First Nigerian Winter Olympic bobsled team trains in Houston
HOUSTON – In the nearly 100-year history of the Winter Olympic Games, Nigeria has never been represented, in any sport.
When Nigerian-American, and Houstonian, Seun Adigun realized that fact, she was a brakeman on the U.S. Women’s bobsled team.
“I felt a responsibility to do something,” Adigun said. “I knew bobsledding was trying to grow, and needed more women’s teams.”
Born in Chicago, Adigun was always very athletic. She once dreamed of becoming the first woman to play in the NBA (yes, the NBA).
After high school, Adigun felt drawn to Houston, especially the University of Houston.
“I wanted to leave to go somewhere warm,” Adigun said. “And I felt like this was the culture and the environment — and the university, the athletic strength and academic strengths that I really wanted, and needed.”

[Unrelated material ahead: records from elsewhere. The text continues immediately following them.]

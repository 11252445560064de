//! Config subcommands handler

use std::path::Path;

use anyhow::Result;
use beard::tui::Theme;
use beard::Config;

use super::load_config;

/// Show the effective configuration as TOML.
#[cfg(not(tarpaulin_include))]
pub fn handle_show(path: Option<&Path>) -> Result<()> {
    let config = load_config(path)?;
    let toml_str = config.to_toml()?;
    let theme = Theme::by_name(&config.ui.theme).unwrap_or_default();
    println!("{}", theme.primary_text(&toml_str));
    Ok(())
}

/// Print where the config file is read from.
#[cfg(not(tarpaulin_include))]
pub fn handle_path() -> Result<()> {
    let path = Config::config_path()?;
    println!("{}", path.display());
    Ok(())
}
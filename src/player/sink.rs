//! Presentation capabilities the player core renders into.
//!
//! A concrete UI binding implements these traits; the core never touches
//! widgets directly. `MemoryView` is a headless implementation for tests.

/// Receives the status text (track title, error messages).
pub trait TextSink {
    fn set_text(&mut self, text: &str);
}

/// Receives the formatted time string.
pub trait TimeSink {
    fn set_time(&mut self, time: &str);
}

/// Receives the progress indicator width, in percent.
pub trait ProgressSink {
    fn set_progress(&mut self, percent: f64);
}

/// The play/pause control.
pub trait PlayControl {
    /// Toggle the "playing" indicator.
    fn set_playing(&mut self, playing: bool);

    /// Update the control label. Bindings without a label ignore it.
    fn set_label(&mut self, _label: &str) {}
}

/// The hover cursor over the seek track.
pub trait SeekCursor {
    fn place_cursor(&mut self, _offset_x: f64) {}
}

/// Pointer position over the seek track.
pub trait PointerSource {
    /// Horizontal pointer offset from the start of the track.
    fn pointer_offset_x(&self) -> f64;

    /// Width of the track, in the same unit as the offset.
    fn track_width(&self) -> f64;
}

/// Everything the player renders into.
pub trait View: TextSink + TimeSink + ProgressSink + PlayControl + SeekCursor {}

impl<T> View for T where T: TextSink + TimeSink + ProgressSink + PlayControl + SeekCursor {}

/// A pointer position captured from a UI event.
#[derive(Debug, Clone, Copy, PartialEq)]
pub struct TrackPointer {
    pub offset_x: f64,
    pub width: f64,
}

impl TrackPointer {
    pub fn new(offset_x: f64, width: f64) -> Self {
        Self { offset_x, width }
    }
}

impl PointerSource for TrackPointer {
    fn pointer_offset_x(&self) -> f64 {
        self.offset_x
    }

    fn track_width(&self) -> f64 {
        self.width
    }
}

/// Headless view that keeps the last value pushed to each sink.
///
/// Meant for tests: `text_history` keeps every status text and is never
/// trimmed.
#[derive(Debug, Clone, Default, PartialEq)]
pub struct MemoryView {
    pub text: String,
    pub time: String,
    pub progress: Option<f64>,
    pub playing: bool,
    pub label: Option<String>,
    pub cursor: Option<f64>,
    /// Every status text shown, oldest first
    pub text_history: Vec<String>,
}

impl MemoryView {
    pub fn new() -> Self {
        Self::default()
    }
}

impl TextSink for MemoryView {
    fn set_text(&mut self, text: &str) {
        self.text = text.to_string();
        self.text_history.push(text.to_string());
    }
}

impl TimeSink for MemoryView {
    fn set_time(&mut self, time: &str) {
        self.time = time.to_string();
    }
}

impl ProgressSink for MemoryView {
    fn set_progress(&mut self, percent: f64) {
        self.progress = Some(percent);
    }
}

impl PlayControl for MemoryView {
    fn set_playing(&mut self, playing: bool) {
        self.playing = playing;
    }

    fn set_label(&mut self, label: &str) {
        self.label = Some(label.to_string());
    }
}

impl SeekCursor for MemoryView {
    fn place_cursor(&mut self, offset_x: f64) {
        self.cursor = Some(offset_x);
    }
}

The greater Houston area is home to more Nigerian-Americans than any other metropolitan area in the United States, according to the American Community Survey.
That includes Nigerian-Americans Ngozi Onwumere and Akuoma Omeoga, who also joined the University of Houston track and field team.
Adigun recruited both in 2016 to join the historic Nigerian bobsled team. Qualifying for the games was a long shot, to put it mildly.
“I was trying to do my research,” Onmuwere said, smiling. “Because I didn’t know what bobsledding was.”
“It’s crazy because it has gone by so fast,” Omeoga said.
The team practiced together for the first time in October 2016, pushing around a wooden cart inside the University of Houston athletic center.
The Olympic dream got a big boost in November 2016 after the team’s story and GoFundMe account went viral. They competed together for the first time in January 2017.
Then came the sponsors, including Under Armour, Beats and Visa.
“That, in itself, is just like, WOAH,” Adigun said, with a huge smile. “Everyone’s so excited, and it just makes me really happy, you know, that they’re so supportive.”
The Nigerian bobsled team has now qualified for the Winter Games. When KPRC met the team, they were pushing an upgraded version of their wooden cart around the UH Athletic Center.
They call it the “Maeflower,” with both the Pilgrims in mind and Adigun’s late sister “Mae Mae.”
Next stop, Nigeria, where the team members are already superstars. And then, Pyeongchang, and Olympic history.